The nature of the hospital-physician relationship is in a state of flux that could create further instability for both hospitals and the broader healthcare industry, argues a blog post from Health Affairs.

Furthermore, increased hospital physician employment may be at odds with healthcare policy goals, write Jeff Goldsmith of the University of Virginia, Nathan Kaufman, a healthcare consultant, and Lawton R. Burns, Ph.D., of the University of Pennsylvania.

It may look at first as though hospitals hold more cards than before when they hire physicians as salaried employees, they write. Historically, the two sectors have operated in distinct silos, particularly in states with laws that ban physician employment by non-physician controlled organizations. However, between 1998 and 2013, they say, physician employment by hospitals grew to encompass nearly 20 percent of practicing doctors before the pace flatlined in 2014.

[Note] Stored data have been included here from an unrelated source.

//! Functionality registry: closed behavior sets and the catalogs that map
//! functionality identifiers onto them.
//!
//! A catalog is built once at start-up and never mutated afterwards, so it
//! can be shared behind an `Arc` without locking. Resolution fails closed:
//! an identifier that is not listed is an error, never a default behavior.

use std::collections::HashMap;
use std::fmt;
use std::hash::Hash;
use std::str::FromStr;

use serde::Serialize;

use crate::actuator::PropertiesShape;
use crate::error::{FunctionalityNotListedError, ValidationError};
use crate::id::{ActuatorFunctionalityId, SensorFunctionalityId};
use crate::value::ValueKind;

/// Which catalog a functionality belongs to.
#[derive(Debug, Clone, Copy, PartialEq, Eq, Hash, Serialize)]
pub enum FunctionalityKind {
    Sensor,
    Actuator,
}

impl fmt::Display for FunctionalityKind {
    fn fmt(&self, f: &mut fmt::Formatter<'_>) -> fmt::Result {
        match self {
            Self::Sensor => f.write_str("sensor"),
            Self::Actuator => f.write_str("actuator"),
        }
    }
}

/// A closed set of behaviors a catalog can resolve to.
pub trait Behavior: Copy + Eq + fmt::Debug + Send + Sync + 'static {
    /// Identifier type used as catalog key.
    type Id: Clone + Eq + Hash + fmt::Debug + fmt::Display + Send + Sync;

    /// Catalog kind, reported in resolution errors.
    const KIND: FunctionalityKind;

    /// Every behavior, in standard catalog order.
    const ALL: &'static [Self];

    /// Stable textual tag.
    fn tag(self) -> &'static str;

    /// Identifier under which the behavior is listed in the standard catalog.
    fn functionality_id(self) -> Self::Id;
}

/// Reading behaviors a sensor can expose.
#[derive(Debug, Clone, Copy, PartialEq, Eq, Hash, Serialize)]
pub enum SensorBehavior {
    TemperatureCelsius,
    WindSpeedAndDirection,
    Sunrise,
    Sunset,
    ElectricEnergyConsumption,
    PowerAverage,
    BinaryStatus,
    Scale,
    SpecificTimePowerConsumption,
    HumidityPercentage,
    DewPointCelsius,
    SolarIrradiance,
}

impl SensorBehavior {
    /// Shape of the values this behavior records.
    #[must_use]
    pub fn value_kind(self) -> ValueKind {
        match self {
            Self::Sunrise | Self::Sunset => ValueKind::InstantLocation,
            Self::PowerAverage | Self::ElectricEnergyConsumption => ValueKind::Period,
            _ => ValueKind::Instant,
        }
    }

    /// Units of the reading parts, one per measurement. `*` means unitless.
    #[must_use]
    pub fn units(self) -> &'static [&'static str] {
        match self {
            Self::TemperatureCelsius | Self::DewPointCelsius => &["ºC"],
            Self::WindSpeedAndDirection => &["m/s", "rad"],
            Self::Sunrise | Self::Sunset => &["h"],
            Self::ElectricEnergyConsumption => &["Wh"],
            Self::PowerAverage | Self::SpecificTimePowerConsumption => &["W"],
            Self::BinaryStatus => &["*"],
            Self::Scale | Self::HumidityPercentage => &["%"],
            Self::SolarIrradiance => &["W/m2"],
        }
    }
}

impl Behavior for SensorBehavior {
    type Id = SensorFunctionalityId;

    const KIND: FunctionalityKind = FunctionalityKind::Sensor;

    const ALL: &'static [Self] = &[
        Self::TemperatureCelsius,
        Self::WindSpeedAndDirection,
        Self::Sunrise,
        Self::Sunset,
        Self::ElectricEnergyConsumption,
        Self::PowerAverage,
        Self::BinaryStatus,
        Self::Scale,
        Self::SpecificTimePowerConsumption,
        Self::HumidityPercentage,
        Self::DewPointCelsius,
        Self::SolarIrradiance,
    ];

    fn tag(self) -> &'static str {
        match self {
            Self::TemperatureCelsius => "TemperatureCelsius",
            Self::WindSpeedAndDirection => "WindSpeedAndDirection",
            Self::Sunrise => "Sunrise",
            Self::Sunset => "Sunset",
            Self::ElectricEnergyConsumption => "ElectricEnergyConsumption",
            Self::PowerAverage => "PowerAverage",
            Self::BinaryStatus => "BinaryStatus",
            Self::Scale => "Scale",
            Self::SpecificTimePowerConsumption => "SpecificTimePowerConsumption",
            Self::HumidityPercentage => "HumidityPercentage",
            Self::DewPointCelsius => "DewPointCelsius",
            Self::SolarIrradiance => "SolarIrradiance",
        }
    }

    fn functionality_id(self) -> SensorFunctionalityId {
        SensorFunctionalityId::from_static(self.tag())
    }
}

/// Actuation behaviors an actuator can expose.
#[derive(Debug, Clone, Copy, PartialEq, Eq, Hash, Serialize)]
pub enum ActuatorBehavior {
    Switch,
    BlindSetter,
    IntegerSetter,
    DecimalSetter,
}

impl ActuatorBehavior {
    /// Properties an actuator with this behavior must be created with.
    #[must_use]
    pub fn properties_shape(self) -> PropertiesShape {
        match self {
            Self::Switch | Self::BlindSetter => PropertiesShape::None,
            Self::IntegerSetter => PropertiesShape::IntegerRange,
            Self::DecimalSetter => PropertiesShape::DecimalRange,
        }
    }
}

impl Behavior for ActuatorBehavior {
    type Id = ActuatorFunctionalityId;

    const KIND: FunctionalityKind = FunctionalityKind::Actuator;

    const ALL: &'static [Self] = &[
        Self::Switch,
        Self::BlindSetter,
        Self::IntegerSetter,
        Self::DecimalSetter,
    ];

    fn tag(self) -> &'static str {
        match self {
            Self::Switch => "Switch",
            Self::BlindSetter => "BlindSetter",
            Self::IntegerSetter => "IntegerSetter",
            Self::DecimalSetter => "DecimalSetter",
        }
    }

    fn functionality_id(self) -> ActuatorFunctionalityId {
        ActuatorFunctionalityId::from_static(self.tag())
    }
}

fn parse_tag<B: Behavior>(s: &str) -> Result<B, ValidationError> {
    B::ALL
        .iter()
        .copied()
        .find(|behavior| behavior.tag() == s)
        .ok_or_else(|| ValidationError::UnknownBehavior(s.to_string()))
}

impl FromStr for SensorBehavior {
    type Err = ValidationError;

    fn from_str(s: &str) -> Result<Self, Self::Err> {
        parse_tag(s)
    }
}

impl FromStr for ActuatorBehavior {
    type Err = ValidationError;

    fn from_str(s: &str) -> Result<Self, Self::Err> {
        parse_tag(s)
    }
}

impl fmt::Display for SensorBehavior {
    fn fmt(&self, f: &mut fmt::Formatter<'_>) -> fmt::Result {
        f.write_str(self.tag())
    }
}

impl fmt::Display for ActuatorBehavior {
    fn fmt(&self, f: &mut fmt::Formatter<'_>) -> fmt::Result {
        f.write_str(self.tag())
    }
}

/// Immutable, ordered mapping from functionality identifiers to behaviors.
#[derive(Debug, Clone)]
pub struct FunctionalityCatalog<B: Behavior> {
    ordered: Vec<B::Id>,
    index: HashMap<B::Id, B>,
}

/// Catalog consulted when creating sensors.
pub type SensorCatalog = FunctionalityCatalog<SensorBehavior>;

/// Catalog consulted when creating actuators.
pub type ActuatorCatalog = FunctionalityCatalog<ActuatorBehavior>;

impl<B: Behavior> FunctionalityCatalog<B> {
    /// Build a catalog from `(functionality, behavior)` entries, keeping their order.
    ///
    /// # Errors
    ///
    /// Returns [`ValidationError::DuplicateFunctionality`] when an identifier is
    /// listed more than once.
    pub fn from_entries<I>(entries: I) -> Result<Self, ValidationError>
    where
        I: IntoIterator<Item = (B::Id, B)>,
    {
        let mut ordered = Vec::new();
        let mut index = HashMap::new();
        for (id, behavior) in entries {
            if index.insert(id.clone(), behavior).is_some() {
                return Err(ValidationError::DuplicateFunctionality(id.to_string()));
            }
            ordered.push(id);
        }
        Ok(Self { ordered, index })
    }

    /// The built-in catalog: every behavior listed under its own tag.
    #[must_use]
    pub fn standard() -> Self {
        let ordered: Vec<B::Id> = B::ALL.iter().map(|b| b.functionality_id()).collect();
        let index = B::ALL
            .iter()
            .map(|b| (b.functionality_id(), *b))
            .collect();
        Self { ordered, index }
    }

    /// Whether `id` is listed.
    #[must_use]
    pub fn exists(&self, id: &B::Id) -> bool {
        self.index.contains_key(id)
    }

    /// Resolve the behavior listed under `id`.
    ///
    /// Intended for the sensor and actuator factories.
    ///
    /// # Errors
    ///
    /// Returns [`FunctionalityNotListedError`] when `id` is not listed.
    pub fn resolve_behavior(&self, id: &B::Id) -> Result<B, FunctionalityNotListedError> {
        self.index
            .get(id)
            .copied()
            .ok_or_else(|| FunctionalityNotListedError {
                kind: B::KIND,
                id: id.to_string(),
            })
    }

    /// Every listed identifier, in catalog order.
    #[must_use]
    pub fn list_all(&self) -> &[B::Id] {
        &self.ordered
    }

    #[must_use]
    pub fn len(&self) -> usize {
        self.ordered.len()
    }

    #[must_use]
    pub fn is_empty(&self) -> bool {
        self.ordered.is_empty()
    }
}

/// Functionality of either a sensor or an actuator, used as a heterogeneous map key.
#[derive(Debug, Clone, PartialEq, Eq, Hash, PartialOrd, Ord, Serialize)]
pub enum FunctionalityKey {
    Sensor(SensorFunctionalityId),
    Actuator(ActuatorFunctionalityId),
}

impl fmt::Display for FunctionalityKey {
    fn fmt(&self, f: &mut fmt::Formatter<'_>) -> fmt::Result {
        match self {
            Self::Sensor(id) => write!(f, "sensor:{id}"),
            Self::Actuator(id) => write!(f, "actuator:{id}"),
        }
    }
}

This movement appeals to policymakers who push the transition to value-based care models, because increased physician employment offers hospitals a chance to better coordinate care and it reduces those doctors' incentive to deliver unnecessary care. In practice, however, physician employment actually spikes health costs, they write. Market pressures have led to practice expenses and hospital compensation far beyond any revenue collections they generate, according to the blog post. 

Physician employment is also a major driver of hospital expenses, the authors write, with physician subsidies comprising about 10 percent of the average community hospital's budget. The figure is likely to be higher in impoverished regions where local physicians are hospitals' only option. Moreover, they say, as more baby boomer physicians retire, they are often replaced by newly-licensed, heavily-indebted millennial doctors who are less likely to involve themselves in policymaking or system development.